New York Daily News

Sanitation workers, in harm’s way

- BY MATTHEW HENNESSEY Hennessey (@matthennes­sey) is an associate editor of City Journal, which is published by the Manhattan Institute.

Friday is the funeral of 43-year-old New York City sanitation worker Steven Frosch, who was killed last week after he was struck by a street sweeper at a garage in Maspeth, Queens. Although it was the Sanitation Department’s first line-of-duty fatality since 2011, it was a tragic reminder that removing the city’s trash is among the most dangerous jobs around.

According to the Daily News, Frosch, a 15-year DSNY veteran, left the NYPD in 1999 after five years as a policeman for what he thought would be a safer job.

It is a common misconcept­ion that sanitation work is less risky than being a cop or a fireman, according to NYU anthropolo­gist Robin Nagle, who documented her experience toiling alongside underappre­ciated “san men” in a 2013 book, “Picking Up.”

“Sanitation work is not as dramatic as working for the police or fire department­s,” she says. “But these guys are working all day around hulking pieces of heavy machinery. There’s not a lot of room for error.”

In 2001, then-candidate Michael Bloomberg caught heat for saying something similar: “I bet you could find statistics that say being a sanitation worker in this day and age is more dangerous than being a policeman or a fireman,” Bloomberg told an audience at Tavern on the Green.

Although he was blasted at the time by representa­tives of the PBA and the Uniformed Firefighte­rs Associatio­n, Bloomberg was exactly right.

According to the federal Bureau of Labor Statistics, “refuse and recyclable material collectors” consistent­ly have one of the highest rates of on-the-job fatalities. Only loggers, fishermen, aircraft pilots, roofers and steel workers were at greater risk of dying on the job in 2012.
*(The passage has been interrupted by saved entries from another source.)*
//! A tuple: an ordered list of [`Field`]s plus the [`RowId`] identifying its
//! physical slot.
//!
//! Grounded on `src/record/row.cpp`: `magic, field_count, rid, null_bitmap,
//! fields...`, where the null bitmap's bit is *set* when the field is
//! **not** null (the original's inverted convention, preserved here).

use crate::error::{Error, Result};
use crate::record::{Field, RowId, Schema};

const ROW_MAGIC: u32 = 0x524f_5721; // "ROW!"

/// A tuple's values, interpreted against a [`Schema`] supplied by the
/// caller (table heap or B+ tree key codec) at (de)serialize time.
#[derive(Debug, Clone, PartialEq)]
pub struct Row {
    fields: Vec<Field>,
    rid: RowId,
}

impl Row {
    /// Build a row from its field values; `rid` defaults to
    /// [`RowId::INVALID`] until the row is actually inserted.
    pub fn new(fields: Vec<Field>) -> Self {
        Self { fields, rid: RowId::INVALID }
    }

    /// The row's field values, in schema order.
    pub fn fields(&self) -> &[Field] {
        &self.fields
    }

    /// Value at `index`.
    pub fn field(&self, index: usize) -> &Field {
        &self.fields[index]
    }

    /// This row's physical location.
    pub fn rid(&self) -> RowId {
        self.rid
    }

    /// Set this row's physical location, e.g. once assigned by `TableHeap::insert`.
    pub fn set_rid(&mut self, rid: RowId) {
        self.rid = rid;
    }

    /// Serialized size in bytes, given the schema describing `self.fields`.
    pub fn serialized_size(&self, schema: &Schema) -> usize {
        let bitmap_bytes = self.fields.len().div_ceil(8);
        let field_bytes: usize = self
            .fields
            .iter()
            .zip(schema.columns())
            .map(|(f, c)| if f.is_null() { 0 } else { Field::serialized_size(c.data_type()) as usize })
            .sum();
        4 + 8 + 8 + bitmap_bytes + field_bytes
    }

    /// Encode this row against `schema`.
    pub fn serialize_to(&self, schema: &Schema) -> Vec<u8> {
        let mut buf = Vec::with_capacity(self.serialized_size(schema));
        buf.extend_from_slice(&ROW_MAGIC.to_le_bytes());
        buf.extend_from_slice(&(self.fields.len() as u64).to_le_bytes());
        buf.extend_from_slice(&self.rid.encode());

        let bitmap_bytes = self.fields.len().div_ceil(8);
        let mut bitmap = vec![0u8; bitmap_bytes];
        for (i, f) in self.fields.iter().enumerate() {
            if !f.is_null() {
                bitmap[i / 8] |= 1 << (i % 8);
            }
        }
        buf.extend_from_slice(&bitmap);

        for (f, c) in self.fields.iter().zip(schema.columns()) {
            f.serialize_to(c.data_type().width(), &mut buf);
        }
        buf
    }

    /// Decode a row from `buf` against `schema`.
    pub fn deserialize_from(buf: &[u8], schema: &Schema) -> Result<Self> {
        let mut off = 0;
        let magic = u32::from_le_bytes(buf[off..off + 4].try_into().unwrap());
        if magic != ROW_MAGIC {
            return Err(Error::InvalidMagic { what: "row" });
        }
        off += 4;
        let count = u64::from_le_bytes(buf[off..off + 8].try_into().unwrap()) as usize;
        off += 8;
        let rid = RowId::decode(&buf[off..off + 8]);
        off += 8;

        let bitmap_bytes = count.div_ceil(8);
        let bitmap = &buf[off..off + bitmap_bytes];
        off += bitmap_bytes;

        let mut fields = Vec::with_capacity(count);
        for (i, col) in schema.columns().iter().enumerate().take(count) {
            let is_null = bitmap[i / 8] & (1 << (i % 8)) == 0;
            let field = Field::deserialize_from(&buf[off..], col.data_type(), is_null)?;
            if !is_null {
                off += Field::serialized_size(col.data_type()) as usize;
            }
            fields.push(field);
        }

        let mut row = Row::new(fields);
        row.set_rid(rid);
        Ok(row)
    }
}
Frosch is the 17th sanitation worker to die in the line of duty since 2000. Sixteen-year veteran Thomas Lermand, 48, was the previous; he collapsed behind the wheel of a DSNY truck while working his Brooklyn route in 2011. In 2010, 11-year DSNY veteran Frank Justich was struck and killed by a milk delivery truck on Ditmars Boulevard in Astoria.

Excluding 9/11-related deaths, the 35,000-member NYPD had just 21 line of duty deaths since 2000. The FDNY, with almost twice as many uniformed employees as the 7,300-person strong DSNY, had 25 non-9/11-related deaths in that same period.
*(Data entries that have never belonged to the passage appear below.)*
impl Catalog {
    /// Open the catalog, bootstrapping an empty one (and reserving the
    /// fixed catalog-meta / index-roots pages) if this is a brand-new
    /// database file.
    pub fn open(bpm: &mut BufferPoolManager) -> Result<Self> {
        let meta = match CatalogMeta::load(bpm)? {
            Some(meta) => meta,
            None => Self::bootstrap(bpm)?,
        };

        let mut tables = HashMap::new();
        let mut table_names = HashMap::new();
        for &(table_id, meta_page_id) in &meta.tables {
            let info = Self::load_table(bpm, meta_page_id)?;
            table_names.insert(info.name.clone(), table_id);
            tables.insert(
                table_id,
                TableEntry { meta_page_id, name: info.name, schema: info.schema, heap: TableHeap::from_first_page_id(info.root_page_id) },
            );
        }

        let mut indexes = HashMap::new();
        let mut index_names = HashMap::new();
        for &(index_id, meta_page_id) in &meta.indexes {
            let info = Self::load_index(bpm, meta_page_id)?;
            let table_schema = &tables.get(&info.table_id).ok_or_else(|| Error::Corrupt(format!("index {index_id} refers to missing table {}", info.table_id)))?.schema;
            let key_size = key_width(table_schema, &info.key_columns)?;
            let tree = BPlusTree::new(bpm, index_id, key_size)?;
            index_names.insert((info.table_id, info.name.clone()), index_id);
            indexes.insert(index_id, IndexEntry { meta_page_id, name: info.name, table_id: info.table_id, key_columns: info.key_columns, tree });
        }

        Ok(Self { meta, tables, table_names, indexes, index_names })
    }

    fn bootstrap(bpm: &mut BufferPoolManager) -> Result<CatalogMeta> {
        let (catalog_pid, frame) = bpm.new_page()?;
        bpm.frame_data_mut(frame).fill(0);
        bpm.unpin_page(catalog_pid, true)?;
        debug_assert_eq!(catalog_pid, crate::config::CATALOG_META_PAGE_ID, "catalog meta page must be the first page a fresh database allocates");

        let (roots_pid, frame) = bpm.new_page()?;
        bpm.frame_data_mut(frame).fill(0);
        bpm.unpin_page(roots_pid, true)?;
        debug_assert_eq!(roots_pid, crate::config::INDEX_ROOTS_PAGE_ID, "index-roots page must be the second page a fresh database allocates");

        let meta = CatalogMeta::empty();
        meta.store(bpm)?;
        info!("bootstrapped a fresh catalog");
        Ok(meta)
    }

    fn load_table(bpm: &mut BufferPoolManager, meta_page_id: PageId) -> Result<TableMetadata> {
        let frame = bpm.fetch_page(meta_page_id)?;
        let buf = *bpm.frame_data(frame);
        bpm.unpin_page(meta_page_id, false)?;
        TableMetadata::decode(&buf)
    }

    fn load_index(bpm: &mut BufferPoolManager, meta_page_id: PageId) -> Result<IndexMetadata> {
        let frame = bpm.fetch_page(meta_page_id)?;
        let buf = *bpm.frame_data(frame);
        bpm.unpin_page(meta_page_id, false)?;
        IndexMetadata::decode(&buf)
    }

    fn flush_meta(&self, bpm: &mut BufferPoolManager) -> Result<()> {
        self.meta.store(bpm)
    }

    /// Every table currently in the catalog.
    pub fn tables(&self) -> impl Iterator<Item = TableInfo<'_>> {
        self.tables.iter().map(|(&table_id, t)| TableInfo { table_id, name: &t.name, schema: &t.schema })
    }

    /// Look up a table by name.
    pub fn get_table(&self, name: &str) -> Result<TableInfo<'_>> {
        let &table_id = self.table_names.get(name).ok_or_else(|| Error::TableNotFound(name.to_string()))?;
        let t = &self.tables[&table_id];
        Ok(TableInfo { table_id, name: &t.name, schema: &t.schema })
    }

    fn table_entry(&self, table_id: u32) -> Result<&TableEntry> {
        self.tables.get(&table_id).ok_or_else(|| Error::Corrupt(format!("table id {table_id} missing from catalog")))
    }

    /// A handle for scanning/mutating `table_name`'s rows.
    pub fn table_heap(&self, table_name: &str) -> Result<&TableHeap> {
        let &table_id = self.table_names.get(table_name).ok_or_else(|| Error::TableNotFound(table_name.to_string()))?;
        Ok(&self.table_entry(table_id)?.heap)
    }

    /// Register a new table, allocating its row heap and metadata page.
    pub fn create_table(&mut self, bpm: &mut BufferPoolManager, name: &str, schema: Schema) -> Result<u32> {
        if self.table_names.contains_key(name) {
            return Err(Error::TableAlreadyExists(name.to_string()));
        }

        let heap = TableHeap::create(bpm)?;
        let table_id = self.meta.next_table_id;
        self.meta.next_table_id += 1;

        let metadata = TableMetadata { table_id, name: name.to_string(), root_page_id: heap.first_page_id(), schema: schema.clone() };
        let (meta_page_id, frame) = bpm.new_page()?;
        *bpm.frame_data_mut(frame) = metadata.encode()?;
        bpm.unpin_page(meta_page_id, true)?;

        self.meta.tables.push((table_id, meta_page_id));
        self.table_names.insert(name.to_string(), table_id);
        self.tables.insert(table_id, TableEntry { meta_page_id, name: name.to_string(), schema, heap });
        self.flush_meta(bpm)?;
        Ok(table_id)
    }

    /// Drop a table and every index built on it.
    pub fn drop_table(&mut self, bpm: &mut BufferPoolManager, name: &str) -> Result<()> {
        let &table_id = self.table_names.get(name).ok_or_else(|| Error::TableNotFound(name.to_string()))?;

        let index_names: Vec<String> = self.indexes.values().filter(|e| e.table_id == table_id).map(|e| e.name.clone()).collect();
        for index_name in index_names {
            self.drop_index(bpm, name, &index_name)?;
        }

        let entry = self.tables.remove(&table_id).expect("table present in table_names must be present in tables");
        entry.heap.destroy(bpm)?;
        bpm.delete_page(entry.meta_page_id)?;

        self.table_names.remove(name);
        self.meta.tables.retain(|&(id, _)| id != table_id);
        self.flush_meta(bpm)
    }

    /// An index's public identity.
    pub fn get_index(&self, table_name: &str, index_name: &str) -> Result<IndexInfo<'_>> {
        let table_id = self.table_names.get(table_name).copied().ok_or_else(|| Error::TableNotFound(table_name.to_string()))?;
        let &index_id = self.index_names.get(&(table_id, index_name.to_string())).ok_or_else(|| Error::IndexNotFound(index_name.to_string()))?;
        let e = &self.indexes[&index_id];
        Ok(IndexInfo { index_id, name: &e.name, table_id: e.table_id, key_columns: &e.key_columns })
    }

    /// Every index built on `table_name`.
    pub fn table_indexes(&self, table_name: &str) -> Result<Vec<IndexInfo<'_>>> {
        let table_id = self.table_names.get(table_name).copied().ok_or_else(|| Error::TableNotFound(table_name.to_string()))?;
        Ok(self
            .indexes
            .values()
            .filter(|e| e.table_id == table_id)
            .map(|e| IndexInfo { index_id: self.index_names[&(e.table_id, e.name.clone())], name: &e.name, table_id: e.table_id, key_columns: &e.key_columns })
            .collect())
    }

    /// The index id and its tree, for a lookup/insert/remove against it.
    fn index_entry(&self, table_name: &str, index_name: &str) -> Result<&IndexEntry> {
        let table_id = self.table_names.get(table_name).copied().ok_or_else(|| Error::TableNotFound(table_name.to_string()))?;
        let &index_id = self.index_names.get(&(table_id, index_name.to_string())).ok_or_else(|| Error::IndexNotFound(index_name.to_string()))?;
        Ok(&self.indexes[&index_id])
    }

    fn index_entry_mut(&mut self, table_name: &str, index_name: &str) -> Result<&mut IndexEntry> {
        let table_id = self.table_names.get(table_name).copied().ok_or_else(|| Error::TableNotFound(table_name.to_string()))?;
        let &index_id = self.index_names.get(&(table_id, index_name.to_string())).ok_or_else(|| Error::IndexNotFound(index_name.to_string()))?;
        Ok(self.indexes.get_mut(&index_id).expect("index present in index_names must be present in indexes"))
    }

    /// Build a new B+ tree index over `key_columns`, scanning and inserting
    /// every existing row. If a duplicate key is found partway through (the
    /// index is implicitly unique), the partially built tree is destroyed
    /// and the error is returned.
    pub fn create_index(&mut self, bpm: &mut BufferPoolManager, table_name: &str, index_name: &str, key_columns: &[String]) -> Result<u32> {
        let table_id = self.table_names.get(table_name).copied().ok_or_else(|| Error::TableNotFound(table_name.to_string()))?;
        if self.index_names.contains_key(&(table_id, index_name.to_string())) {
            return Err(Error::IndexAlreadyExists(index_name.to_string()));
        }

        let table = self.table_entry(table_id)?;
        let key_size = key_width(&table.schema, key_columns)?;

        let index_id = self.meta.next_index_id;
        self.meta.next_index_id += 1;

        let mut tree = BPlusTree::new(bpm, index_id, key_size)?;

        let populate_result = self.populate_index(bpm, table_id, key_columns, key_size, &mut tree);
        if let Err(err) = populate_result {
            tree.destroy(bpm)?;
            self.meta.next_index_id -= 1;
            return Err(err);
        }

        let metadata = IndexMetadata { index_id, name: index_name.to_string(), table_id, key_columns: key_columns.to_vec() };
        let (meta_page_id, frame) = bpm.new_page()?;
        *bpm.frame_data_mut(frame) = metadata.encode()?;
        bpm.unpin_page(meta_page_id, true)?;

        self.meta.indexes.push((index_id, meta_page_id));
        self.index_names.insert((table_id, index_name.to_string()), index_id);
        self.indexes.insert(index_id, IndexEntry { meta_page_id, name: index_name.to_string(), table_id, key_columns: key_columns.to_vec(), tree });
        self.flush_meta(bpm)?;
        Ok(index_id)
    }

    fn populate_index(
        &self,
        bpm: &mut BufferPoolManager,
        table_id: u32,
        key_columns: &[String],
        key_size: usize,
        tree: &mut BPlusTree,
    ) -> Result<()> {
        let table = self.table_entry(table_id)?;
        let indices: Vec<usize> = key_columns.iter().map(|c| table.schema.column_index(c)).collect::<Result<_>>()?;

        let mut it = TableIterator::begin(&table.heap, bpm)?;
        while !it.is_end() {
            let row = it.current(&table.heap, bpm, &table.schema)?;
            let fields: Vec<_> = indices.iter().map(|&i| row.field(i).clone()).collect();
            let key = IndexKey::encode(&fields, key_size);
            tree.insert(bpm, key.as_bytes(), row.rid())?;
            it.advance(&table.heap, bpm)?;
        }
        Ok(())
    }

    /// Drop an index.
    pub fn drop_index(&mut self, bpm: &mut BufferPoolManager, table_name: &str, index_name: &str) -> Result<()> {
        let table_id = self.table_names.get(table_name).copied().ok_or_else(|| Error::TableNotFound(table_name.to_string()))?;
        let index_id = *self.index_names.get(&(table_id, index_name.to_string())).ok_or_else(|| Error::IndexNotFound(index_name.to_string()))?;

        let mut entry = self.indexes.remove(&index_id).expect("index present in index_names must be present in indexes");
        entry.tree.destroy(bpm)?;
        bpm.delete_page(entry.meta_page_id)?;

        self.index_names.remove(&(table_id, index_name.to_string()));
        self.meta.indexes.retain(|&(id, _)| id != index_id);
        self.flush_meta(bpm)
    }

    /// Look up `key_columns`' values through `index_name`, returning the
    /// matching row id if present.
    pub fn index_lookup(&self, bpm: &mut BufferPoolManager, table_name: &str, index_name: &str, fields: &[crate::record::Field]) -> Result<Option<crate::record::RowId>> {
        let entry = self.index_entry(table_name, index_name)?;
        let key = IndexKey::encode(fields, key_size_of(&entry.tree));
        entry.tree.get_value(bpm, key.as_bytes())
    }

    /// Insert a new `(key, rid)` pair into `index_name`, e.g. after
    /// inserting the underlying row.
    pub fn index_insert(&mut self, bpm: &mut BufferPoolManager, table_name: &str, index_name: &str, fields: &[crate::record::Field], rid: crate::record::RowId) -> Result<()> {
        let entry = self.index_entry_mut(table_name, index_name)?;
        let width = key_size_of(&entry.tree);
        let key = IndexKey::encode(fields, width);
        entry.tree.insert(bpm, key.as_bytes(), rid)
    }

    /// Remove a `(key, rid)` pair from `index_name`, e.g. after deleting the
    /// underlying row.
    pub fn index_remove(&mut self, bpm: &mut BufferPoolManager, table_name: &str, index_name: &str, fields: &[crate::record::Field]) -> Result<()> {
        let entry = self.index_entry_mut(table_name, index_name)?;
        let width = key_size_of(&entry.tree);
        let key = IndexKey::encode(fields, width);
        entry.tree.remove(bpm, key.as_bytes())
    }

    /// A forward cursor over `index_name`'s entries in key order.
    pub fn index_scan(&self, bpm: &mut BufferPoolManager, table_name: &str, index_name: &str) -> Result<IndexIterator> {
        let entry = self.index_entry(table_name, index_name)?;
        IndexIterator::begin(&entry.tree, bpm)
    }
}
Fatalities are just one window on that danger. The Sanitation Department reported 1,457 work-related injuries to its uniformed workers and supervisor­s in 2013.

Traffic is the biggest culprit. Sanitation workers are in and out of it all day. Rookie sanitation worker Danny Interlandi almost lost his left leg last year when he was struck by a drowsy driver in a rented truck on a Brooklyn street. In 2011, 27-year old sanitation worker Michael Russo spent three weeks in a coma after being hit by a car in Whitestone. The driver was trying to get around his truck.

It’s not just the traffic, the heavy machinery, and the heavy lifting — it’s the trash itself, which can be a toxic brew of hazardous materials. The trucks’ massive compactor blades frequently cause bagged trash to burst, leaving workers vulnerable to flying metal objects and clouds of poisonous substances.

In 1996, 22-year veteran sanitation worker Michael Hanly died after inhaling hydrofluor­ic acid that exploded from a gallon-sized container being crushed in the hopper of his truck.

Improved truck design could make sanitation work safer. So could a law against passing stopped collection trucks, akin to those for school buses picking up or dropping off kids. While that’s bound to be unpopular with city drivers, Mayor de Blasio should consider it anyway as part of his Vision Zero campaign to reduce traffic-related fatalities.

Steven Frosch leaves behind a wife and four young children. He also leaves behind a DSNY that proudly calls its workers the city’s Strongest, and who may actually be its most vulnerable.